▶ **Work request**
Your answer should be the entries below, reproduced character for character.
--- Available data Enclosed Below ---
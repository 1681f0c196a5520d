//! Time-shifted playback.
//!
//! A [`TimeShift`] seeks a renderer back to a point in time and tracks the
//! resulting playback session: readiness, transport commands, the playback
//! head, and automatic recovery from engine failures. The
//! [`TimeShiftController`] keeps at most one time shift per alias.

mod controller;
mod timeshift;

pub use controller::TimeShiftController;
pub use timeshift::{max_retries, TimeShift};
//! Handles for subscriptions produced by the service.

use std::fmt;
use std::sync::atomic::{AtomicBool, Ordering};
use std::sync::Arc;

use tracing::debug;
use uuid::Uuid;

use memberlink_core::{MediaKind, StreamToken, StreamUri};
use memberlink_engine::{MediaSubscription, MediaTrack, Renderer};

struct Inner {
    id: Uuid,
    stream: StreamUri,
    token: StreamToken,
    handle: Arc<dyn MediaSubscription>,
    disposed: AtomicBool,
}

/// A subscription to one token of one candidate stream.
///
/// Identity is a generated UUID: several subscriptions may target the same
/// candidate with different tokens. Clones share the same underlying
/// subscription; disposal happens once no matter how many clones call it.
#[derive(Clone)]
pub struct LiveSubscription {
    inner: Arc<Inner>,
}

impl LiveSubscription {
    pub(crate) fn new(
        stream: StreamUri,
        token: StreamToken,
        handle: Arc<dyn MediaSubscription>,
    ) -> Self {
        Self {
            inner: Arc::new(Inner {
                id: Uuid::new_v4(),
                stream,
                token,
                handle,
                disposed: AtomicBool::new(false),
            }),
        }
    }

    pub fn id(&self) -> Uuid {
        self.inner.id
    }

    pub fn stream(&self) -> &StreamUri {
        &self.inner.stream
    }

    pub fn token(&self) -> &StreamToken {
        &self.inner.token
    }

    /// Whether this subscription carries media of `kind`.
    pub fn carries(&self, kind: MediaKind) -> bool {
        self.inner.token.covers(kind)
    }

    pub fn handle(&self) -> &Arc<dyn MediaSubscription> {
        &self.inner.handle
    }

    pub fn renderer(&self) -> Arc<dyn Renderer> {
        self.inner.handle.renderer()
    }

    pub fn video_tracks(&self) -> Vec<Arc<dyn MediaTrack>> {
        self.inner.handle.video_tracks()
    }

    pub fn is_disposed(&self) -> bool {
        self.inner.disposed.load(Ordering::SeqCst)
    }

    /// Release the engine subscription. Later calls are no-ops.
    pub fn dispose(&self) {
        if self.inner.disposed.swap(true, Ordering::SeqCst) {
            return;
        }
        debug!(id = %self.inner.id, stream = %self.inner.stream, "Disposing subscription");
        self.inner.handle.dispose();
    }
}

impl PartialEq for LiveSubscription {
    fn eq(&self, other: &Self) -> bool {
        self.inner.id == other.inner.id
    }
}

impl Eq for LiveSubscription {}

impl fmt::Debug for LiveSubscription {
    fn fmt(&self, f: &mut fmt::Formatter<'_>) -> fmt::Result {
        f.debug_struct("LiveSubscription")
            .field("id", &self.inner.id)
            .field("stream", &self.inner.stream)
            .field("token", &self.inner.token.name())
            .field("disposed", &self.is_disposed())
            .finish()
    }
}

#[cfg(test)]
mod tests {
    use memberlink_core::{DataQuality, StreamCandidate};
    use memberlink_engine::sim::SimulatedEngine;
    use memberlink_engine::MediaEngine;

    use super::*;

    #[tokio::test]
    async fn dispose_reaches_engine_once() {
        let engine = SimulatedEngine::new();
        let token = StreamToken::Audio("a".into());
        let candidate = StreamCandidate::new("s", vec![token.clone()]);
        let handle = engine.subscribe(&candidate, &token).await.unwrap().unwrap();

        let live = LiveSubscription::new(candidate.uri.clone(), token, handle);
        let clone = live.clone();
        live.dispose();
        clone.dispose();

        assert!(live.is_disposed());
        assert_eq!(engine.subscriptions_for("s")[0].dispose_count(), 1);
        assert_eq!(
            *live.handle().observe_data_quality().borrow(),
            DataQuality::All
        );
    }
}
--- End of Enclosed Available data ---
▶ **Solution to this problem**
repository 1681f0c196a5520d
//! Time-shifted playback.
//!
//! A [`TimeShift`] seeks a renderer back to a point in time and tracks the
//! resulting playback session: readiness, transport commands, the playback
//! head, and automatic recovery from engine failures. The
//! [`TimeShiftController`] keeps at most one time shift per alias.

mod controller;
mod timeshift;

pub use controller::TimeShiftController;
pub use timeshift::{max_retries, TimeShift};
//! Handles for subscriptions produced by the service.

use std::fmt;
use std::sync::atomic::{AtomicBool, Ordering};
use std::sync::Arc;

use tracing::debug;
use uuid::Uuid;

use memberlink_core::{MediaKind, StreamToken, StreamUri};
use memberlink_engine::{MediaSubscription, MediaTrack, Renderer};

struct Inner {
    id: Uuid,
    stream: StreamUri,
    token: StreamToken,
    handle: Arc<dyn MediaSubscription>,
    disposed: AtomicBool,
}

/// A subscription to one token of one candidate stream.
///
/// Identity is a generated UUID: several subscriptions may target the same
/// candidate with different tokens. Clones share the same underlying
/// subscription; disposal happens once no matter how many clones call it.
#[derive(Clone)]
pub struct LiveSubscription {
    inner: Arc<Inner>,
}

impl LiveSubscription {
    pub(crate) fn new(
        stream: StreamUri,
        token: StreamToken,
        handle: Arc<dyn MediaSubscription>,
    ) -> Self {
        Self {
            inner: Arc::new(Inner {
                id: Uuid::new_v4(),
                stream,
                token,
                handle,
                disposed: AtomicBool::new(false),
            }),
        }
    }

    pub fn id(&self) -> Uuid {
        self.inner.id
    }

    pub fn stream(&self) -> &StreamUri {
        &self.inner.stream
    }

    pub fn token(&self) -> &StreamToken {
        &self.inner.token
    }

    /// Whether this subscription carries media of `kind`.
    pub fn carries(&self, kind: MediaKind) -> bool {
        self.inner.token.covers(kind)
    }

    pub fn handle(&self) -> &Arc<dyn MediaSubscription> {
        &self.inner.handle
    }

    pub fn renderer(&self) -> Arc<dyn Renderer> {
        self.inner.handle.renderer()
    }

    pub fn video_tracks(&self) -> Vec<Arc<dyn MediaTrack>> {
        self.inner.handle.video_tracks()
    }

    pub fn is_disposed(&self) -> bool {
        self.inner.disposed.load(Ordering::SeqCst)
    }

    /// Release the engine subscription. Later calls are no-ops.
    pub fn dispose(&self) {
        if self.inner.disposed.swap(true, Ordering::SeqCst) {
            return;
        }
        debug!(id = %self.inner.id, stream = %self.inner.stream, "Disposing subscription");
        self.inner.handle.dispose();
    }
}

impl PartialEq for LiveSubscription {
    fn eq(&self, other: &Self) -> bool {
        self.inner.id == other.inner.id
    }
}

impl Eq for LiveSubscription {}

impl fmt::Debug for LiveSubscription {
    fn fmt(&self, f: &mut fmt::Formatter<'_>) -> fmt::Result {
        f.debug_struct("LiveSubscription")
            .field("id", &self.inner.id)
            .field("stream", &self.inner.stream)
            .field("token", &self.inner.token.name())
            .field("disposed", &self.is_disposed())
            .finish()
    }
}

#[cfg(test)]
mod tests {
    use memberlink_core::{DataQuality, StreamCandidate};
    use memberlink_engine::sim::SimulatedEngine;
    use memberlink_engine::MediaEngine;

    use super::*;

    #[tokio::test]
    async fn dispose_reaches_engine_once() {
        let engine = SimulatedEngine::new();
        let token = StreamToken::Audio("a".into());
        let candidate = StreamCandidate::new("s", vec![token.clone()]);
        let handle = engine.subscribe(&candidate, &token).await.unwrap().unwrap();

        let live = LiveSubscription::new(candidate.uri.clone(), token, handle);
        let clone = live.clone();
        live.dispose();
        clone.dispose();

        assert!(live.is_disposed());
        assert_eq!(engine.subscriptions_for("s")[0].dispose_count(), 1);
        assert_eq!(
            *live.handle().observe_data_quality().borrow(),
            DataQuality::All
        );
    }
}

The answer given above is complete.